How to complete this task: Lines below that hold the word "beta" must be copied in full.

(Stored data entries)

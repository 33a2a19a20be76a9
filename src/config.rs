// src/config.rs

use crate::game::search::SearchConfig;
use std::fs;
use std::io::{self, Write};
use std::path::Path;

const PROFILES_DIR: &str = "profiles";

pub fn save_profile(name: &str, config: &SearchConfig) -> io::Result<()> {
    save_profile_in(Path::new(PROFILES_DIR), name, config)
}

pub fn load_profile(name: &str) -> io::Result<SearchConfig> {
    load_profile_in(Path::new(PROFILES_DIR), name)
}

pub fn get_profiles() -> io::Result<Vec<String>> {
    get_profiles_in(Path::new(PROFILES_DIR))
}

pub fn save_profile_in(dir: &Path, name: &str, config: &SearchConfig) -> io::Result<()> {
    fs::create_dir_all(dir)?;
    let path = dir.join(format!("{}.json", name));
    let json = serde_json::to_string_pretty(config)?;
    fs::File::create(path)?.write_all(json.as_bytes())
}

pub fn load_profile_in(dir: &Path, name: &str) -> io::Result<SearchConfig> {
    let path = dir.join(format!("{}.json", name));
    let json = fs::read_to_string(path)?;
    serde_json::from_str(&json).map_err(io::Error::from)
}

pub fn get_profiles_in(dir: &Path) -> io::Result<Vec<String>> {
    let mut profiles = Vec::new();
    for entry in fs::read_dir(dir)? {
        let entry = entry?;
        let path = entry.path();
        if path.is_file() {
            if let Some(stem) = path.file_stem() {
                if let Some(name) = stem.to_str() {
                    profiles.push(name.to_string());
                }
            }
        }
    }
    profiles.sort();
    Ok(profiles)
}

#[cfg(test)]
mod tests {
    use super::*;

    #[test]
    fn profile_round_trip() {
        let dir = tempfile::tempdir().unwrap();
        let config = SearchConfig {
            time_limit_secs: 120,
            use_transposition: false,
            use_ordering: true,
            use_killer: true,
        };
        save_profile_in(dir.path(), "fast", &config).unwrap();
        let loaded = load_profile_in(dir.path(), "fast").unwrap();
        assert_eq!(loaded, config);
    }

    #[test]
    fn profiles_are_listed_by_name() {
        let dir = tempfile::tempdir().unwrap();
        let config = SearchConfig::default();
        save_profile_in(dir.path(), "beta", &config).unwrap();
        save_profile_in(dir.path(), "alpha", &config).unwrap();
        assert_eq!(get_profiles_in(dir.path()).unwrap(), ["alpha", "beta"]);
    }

    #[test]
    fn missing_profile_is_an_error() {
        let dir = tempfile::tempdir().unwrap();
        assert!(load_profile_in(dir.path(), "nope").is_err());
    }
}
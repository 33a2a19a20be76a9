// src/constants.rs

// Transposition table
pub const TT_CAPACITY: usize = 100_000;
pub const TT_EVICTION_RATE: f64 = 0.25;

// Move ordering
pub const CORNER_WEIGHT: f64 = -10.0;
pub const CORNER_NEIGHBOR_WEIGHT: f64 = 10.0;
pub const CAPTURE_TIEBREAK_DIVISOR: f64 = 100.0;
pub const KILLER_SEED_SCALE: f64 = 1.0;

// Evaluation
pub const MOBILITY_WEIGHT: f64 = 1.0;
pub const PARITY_WEIGHT: f64 = 0.05;
pub const CORNER_VALUE: f64 = 25.0;

// Search
pub const DEFAULT_TIME_LIMIT_SECS: u64 = 60;
// src/game/search/tt.rs

use rand::Rng;
use std::collections::HashMap;

use crate::constants::{TT_CAPACITY, TT_EVICTION_RATE};
use crate::game::search::SearchResult;

/// Position-fingerprint cache of solved results.
///
/// Keys are Zobrist fingerprints (board contents + side to move); collisions
/// silently overwrite. Capacity is only enforced at write time: when a write
/// pushes the table past capacity, one eviction pass samples out roughly a
/// quarter of the entries. A cheap approximate memory bound, not LRU.
pub struct TranspositionTable {
    table: HashMap<u64, SearchResult>,
    capacity: usize,
    enabled: bool,
}

impl TranspositionTable {
    pub fn new() -> Self {
        Self::with_capacity(TT_CAPACITY)
    }

    pub fn with_capacity(capacity: usize) -> Self {
        Self {
            table: HashMap::new(),
            capacity,
            enabled: true,
        }
    }

    pub fn set_enabled(&mut self, enabled: bool) {
        self.enabled = enabled;
    }

    pub fn enabled(&self) -> bool {
        self.enabled
    }

    pub fn len(&self) -> usize {
        self.table.len()
    }

    pub fn is_empty(&self) -> bool {
        self.table.is_empty()
    }

    /// Cached result for `fingerprint`, or `None`. Always a miss when the
    /// table is disabled.
    pub fn read(&self, fingerprint: u64) -> Option<SearchResult> {
        if !self.enabled {
            return None;
        }
        self.table.get(&fingerprint).copied()
    }

    /// Store `result` under `fingerprint`. Returns true when the write
    /// triggered an eviction pass.
    pub fn write(&mut self, fingerprint: u64, result: SearchResult) -> bool {
        if !self.enabled {
            return false;
        }
        debug_assert!(
            matches!(
                result,
                SearchResult::Win | SearchResult::Loss | SearchResult::Draw
            ),
            "only settled results belong in the transposition table"
        );
        self.table.insert(fingerprint, result);
        if self.table.len() > self.capacity {
            let mut rng = rand::thread_rng();
            self.table.retain(|_, _| !rng.gen_bool(TT_EVICTION_RATE));
            return true;
        }
        false
    }
}

impl Default for TranspositionTable {
    fn default() -> Self {
        Self::new()
    }
}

Solution to this problem:
        save_profile_in(dir.path(), "beta", &config).unwrap();
        assert_eq!(get_profiles_in(dir.path()).unwrap(), ["alpha", "beta"]);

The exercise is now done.